Secondo giorno: una questione di empatia e di genere

É un argomento molto delicato quello che è stato il protagonista principale durante la seconda giornata. Sono tante le famiglie che, in seguito ad una diagnosi come quella di Alzheimer, si sentono lasciate a sé stesse, senza soluzioni concrete alle proprie necessità. A ciò si aggiunge la frustrazione diffusa legata alle diagnosi tardive: alcuni sintomi della demenza talvolta appaiono prima dei 65 anni, ma vengono spesso sminuiti ed attribuiti a “stress” o “ansia”. Le conseguenze? Diagnosi che arrivano ormai troppo tardi, terapie che risultano inefficienti e impatto psicologico devastante sul paziente. É quindi molto sentito il bisogno di formare al meglio il personale medico ed i caregivers, sensibilizzandoli all’ascolto delle necessità più “personali” delle famiglie. Si è inoltre parlato di quanto sia importante riconoscere i bias di sesso e genere nel campo della ricerca. Nella maggioranza degli studi sulle demenze i pazienti presi in analisi sono di sesso maschile: i sintomi e le risposte alle terapie sono però diverse tra i due sessi. Questo è dovuto alle marcate differenze cerebrali tra i due. Ha quindi senso continuare a basare i nostri criteri diagnostici su dati che forniscono così poche informazioni su una fetta così grande di popolazione? Non sono mancate nemmeno osservazioni sull’impatto che possono avere i bias di genere (attenzione, genere, non sesso) nell’approccio al paziente con demenza: osservare il modo in cui l’appartenenza di genere, con le pressioni dovute ai ruoli sociali che ne derivano, condiziona l’impatto e la risposta alle malattie neurodegenerative, potrebbe sensibilizzare all’approccio con il malato, contribuendo allo sviluppo di un percorso personalizzato e più adeguato alle sue esigenze personali.
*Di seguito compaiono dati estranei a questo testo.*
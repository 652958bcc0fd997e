//! Markdown rendering for tool output.
//!
//! Each function turns one upstream response into the text document a tool
//! returns. Rendering is pure; all fetching happens in `tools`.

use serde_json::Value;

use pubdev_core::utils::{percent, strip_html, truncate_chars};
use pubdev_registry::{PackageResponse, ScoreResponse, SearchHit, SearchResponse};

const NO_DESCRIPTION: &str = "No description provided";

/// Text shown when the package page could not be fetched
pub const README_NOT_FOUND: &str = "README not found";

/// `get_package_info`
pub fn package_info(package: &PackageResponse, site: &str) -> String {
    let name = &package.name;
    let latest = &package.latest;
    let pubspec = &latest.pubspec;
    let version = &latest.version;

    let published = latest
        .published
        .map(|date| date.format("%Y-%m-%d").to_string())
        .unwrap_or_else(|| "unknown".to_string());

    let mut details = vec![
        format!("- **Latest Version:** {}", version),
        format!("- **Published:** {}", published),
        format!(
            "- **Flutter Support:** {}",
            if pubspec.supports_flutter() { "Yes" } else { "No" }
        ),
    ];
    for (label, value) in [
        ("Homepage", &pubspec.homepage),
        ("Repository", &pubspec.repository),
        ("Documentation", &pubspec.documentation),
    ] {
        if let Some(value) = value {
            details.push(format!("- **{}:** {}", label, value));
        }
    }
    details.push(format!("- **Pub.dev:** {}", package_url(site, name)));

    format!(
        "# {name} v{version}

## Description
{description}

## Package Details
{details}

## Dependencies
{dependencies}

## Dev Dependencies
{dev_dependencies}

## Installation
```yaml
dependencies:
  {name}: ^{version}
```

## Import
```dart
import 'package:{name}/{name}.dart';
```
",
        description = pubspec.description.as_deref().unwrap_or(NO_DESCRIPTION),
        details = details.join("\n"),
        dependencies = dependency_list(pubspec.dependencies.as_ref(), "No dependencies"),
        dev_dependencies =
            dependency_list(pubspec.dev_dependencies.as_ref(), "No dev dependencies"),
    )
}

/// `search_packages`
pub fn search_results(query: &str, page: u32, results: &SearchResponse, site: &str) -> String {
    let mut out = format!("# Flutter Package Search Results: \"{}\"\n\n", query);

    match results.count {
        Some(count) => out.push_str(&format!("**{} results found (page {})**\n", count, page)),
        None => {
            let shown = results.packages.len();
            let noun = if shown == 1 { "package" } else { "packages" };
            out.push_str(&format!("**{} {} on page {}**\n", shown, noun, page));
        },
    }

    if results.packages.is_empty() {
        out.push_str("\nNo packages found\n");
        return out;
    }

    for (index, hit) in results.packages.iter().enumerate() {
        out.push('\n');
        out.push_str(&hit_section(index + 1, hit, "Pub.dev", site));
    }

    if let (Some(_), Some(next_page)) = (&results.next, page.checked_add(1)) {
        out.push_str(&format!("\n*Use page {} for more results*\n", next_page));
    }

    out
}

/// `get_package_versions`
pub fn version_history(package: &PackageResponse) -> String {
    let latest = &package.latest.version;

    let lines: Vec<String> = package
        .versions
        .iter()
        .rev()
        .enumerate()
        .map(|(index, entry)| {
            let marker = if entry.version() == latest { " **(latest)**" } else { "" };
            format!("{}. v{}{}", index + 1, entry.version(), marker)
        })
        .collect();

    format!(
        "# {name} - All Versions

**Latest Version:** {latest}

## Version History
{history}

**{count} versions available**
",
        name = package.name,
        history = lines.join("\n"),
        count = lines.len(),
    )
}

/// `get_package_documentation`
///
/// `page_html` is the package page body, or `None` when it could not be fetched.
pub fn documentation(
    package: &PackageResponse,
    requested_version: Option<&str>,
    page_html: Option<&str>,
    readme_char_limit: usize,
    site: &str,
) -> String {
    let name = &package.name;
    let pubspec = &package.latest.pubspec;
    let api_docs = format!("{}/documentation/{}/latest/", site, name);

    let readme = match page_html {
        Some(html) => {
            let text = strip_html(html);
            match truncate_chars(&text, readme_char_limit) {
                (head, true) => format!("{}\n\n...(visit the pub.dev page for the rest)", head),
                (whole, false) => whole.to_string(),
            }
        },
        None => README_NOT_FOUND.to_string(),
    };

    let mut links = vec![
        format!("- [Pub.dev Page]({})", package_url(site, name)),
        format!("- [API Documentation]({})", api_docs),
        format!("- [Example]({}/example)", package_url(site, name)),
    ];
    if let Some(repository) = &pubspec.repository {
        links.push(format!("- [Source Code]({})", repository));
    }

    format!(
        "# {name} Documentation

## Package Details
- **Version:** {version}
- **Description:** {description}
- **Pub.dev:** {page}
- **Documentation:** {docs}

## README
{readme}

## Useful Links
{links}
",
        version = requested_version.unwrap_or(&package.latest.version),
        description = pubspec.description.as_deref().unwrap_or(NO_DESCRIPTION),
        page = package_url(site, name),
        docs = pubspec.documentation.as_deref().unwrap_or(&api_docs),
        links = links.join("\n"),
    )
}

/// `get_package_score`
pub fn score(name: &str, score: &ScoreResponse, site: &str) -> String {
    let granted = score.granted_points.unwrap_or(0);
    let max = score.max_points.unwrap_or(0);
    let points_pct = if max == 0 {
        0
    } else {
        percent(f64::from(granted) / f64::from(max))
    };

    let mut details = vec![format!("- **Likes:** {}", score.like_count.unwrap_or(0))];
    if let Some(popularity) = score.popularity_score {
        details.push(format!("- **Popularity:** {}%", percent(popularity)));
    }
    if let Some(downloads) = score.download_count_30_days {
        details.push(format!("- **Downloads (30 days):** {}", downloads));
    }

    let tags = if score.tags.is_empty() {
        "No tags".to_string()
    } else {
        score
            .tags
            .iter()
            .map(|tag| format!("- {}", tag))
            .collect::<Vec<_>>()
            .join("\n")
    };

    format!(
        "# {name} - Package Scores

## Overall Score
**{granted}/{max} points** ({points_pct}%)

## Details
{details}

## Tags
{tags}

## Pub.dev Page
{page}
",
        details = details.join("\n"),
        page = package_url(site, name),
    )
}

/// `get_trending_packages`
pub fn trending(page: u32, results: &SearchResponse, page_size: usize, site: &str) -> String {
    let mut out = format!("# Trending Flutter Packages (Page {})\n", page);

    if results.packages.is_empty() {
        out.push_str("\nNo packages found on this page\n");
        return out;
    }

    let offset = (page.max(1) as usize - 1).saturating_mul(page_size);
    for (index, hit) in results.packages.iter().take(page_size).enumerate() {
        out.push('\n');
        out.push_str(&hit_section(offset.saturating_add(index + 1), hit, "Link", site));
    }

    // u32::MAX is the last addressable page
    if let Some(next_page) = page.checked_add(1) {
        out.push_str(&format!("\n*Use page {} for more*\n", next_page));
    }
    out
}

/// One numbered search/trending entry
fn hit_section(rank: usize, hit: &SearchHit, link_label: &str, site: &str) -> String {
    let mut section = format!("## {}. {}", rank, hit.package);
    if let Some(version) = hit.version() {
        section.push_str(&format!(" v{}", version));
    }
    section.push('\n');
    section.push_str(hit.description().unwrap_or(NO_DESCRIPTION));
    section.push('\n');
    if let Some(score) = hit.score {
        section.push_str(&format!("**Score:** {}%\n", percent(score)));
    }
    section.push_str(&format!(
        "**{}:** {}\n",
        link_label,
        package_url(site, &hit.package)
    ));
    section
}

fn dependency_list<'a, I>(dependencies: Option<I>, empty: &str) -> String
where
    I: IntoIterator<Item = (&'a String, &'a Value)>,
{
    let lines: Vec<String> = dependencies
        .into_iter()
        .flatten()
        .map(|(name, constraint)| format!("- {}: {}", name, render_constraint(constraint)))
        .collect();

    if lines.is_empty() {
        empty.to_string()
    } else {
        lines.join("\n")
    }
}

/// Constraint strings verbatim; sdk/git/path maps as compact JSON
fn render_constraint(value: &Value) -> String {
    match value {
        Value::String(constraint) => constraint.clone(),
        Value::Null => "any".to_string(),
        other => other.to_string(),
    }
}

fn package_url(site: &str, name: &str) -> String {
    format!("{}/packages/{}", site, name)
}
Terzo giorno: un nuovo importante alleato
Può l’intelligenza artificiale (AI) aiutarci nella ricerca sulle malattie neurodegenerative? Si è discusso soprattutto di questo durante la terza ed ultima giornata di congresso. La risposta a questa domanda è “sì”: l’AI si dimostra essere un ottimo alleato per i ricercatori. Oggi è infatti possibile accedere a complessi sistemi di “Big Data” che includono centinaia di analisi fatte su pazienti affetti da demenze e che uniscono i fattori chiave dell’insorgenza e l’evoluzione della malattia. Questi sistemi potrebbero essere di grande supporto ai medici che lavorano in questo ambito, fornendo loro sempre più informazioni e permettendo quindi diagnosi più accurate e tempestive. Sono stati inoltre presentati studi che mostrano come alcuni algoritmi di Machine Learning siano molto accurati nel predire e classificare vari tipi di demenza. Lo studio sulle diverse applicazione dell’AI nella ricerca sulle demenze prosegue quindi fiduciosa e, per ora, porta risultati che fanno ben sperare.
Insomma, a riprova di quello che si diceva prima: la ricerca fa poco rumore, ma lavora tanto.